Task directions
Using the entries that follow, please report how many lines contain the word "stopped", with no other words.

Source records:
▬▬▬

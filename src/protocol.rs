//! Iterator protocol extensions.
//!
//! Plain [`Iterator::next`] covers pulling values; `None` means done. These
//! traits add early termination and restarting from scratch.

use crate::Result;

/// An iterator that can be finished early.
///
/// Once stopped (or exhausted) an implementor never yields another value.
pub trait StopIterator: Iterator {
    /// Finish the iterator.
    ///
    /// `value` is handed back on this call only; it is not stored, so later
    /// calls to `next` return plain `None`.
    fn stop<R>(&mut self, value: Option<R>) -> Option<R>;

    /// Whether the iterator is permanently done.
    fn is_done(&self) -> bool;
}

/// An iterator that can produce a fresh, independent copy of itself.
///
/// The copy starts from the beginning no matter how far `self` has advanced
/// or whether it was stopped.
pub trait Reiterable: Sized {
    fn reiter(&self) -> Result<Self>;
}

▬▬▬

Solution below
2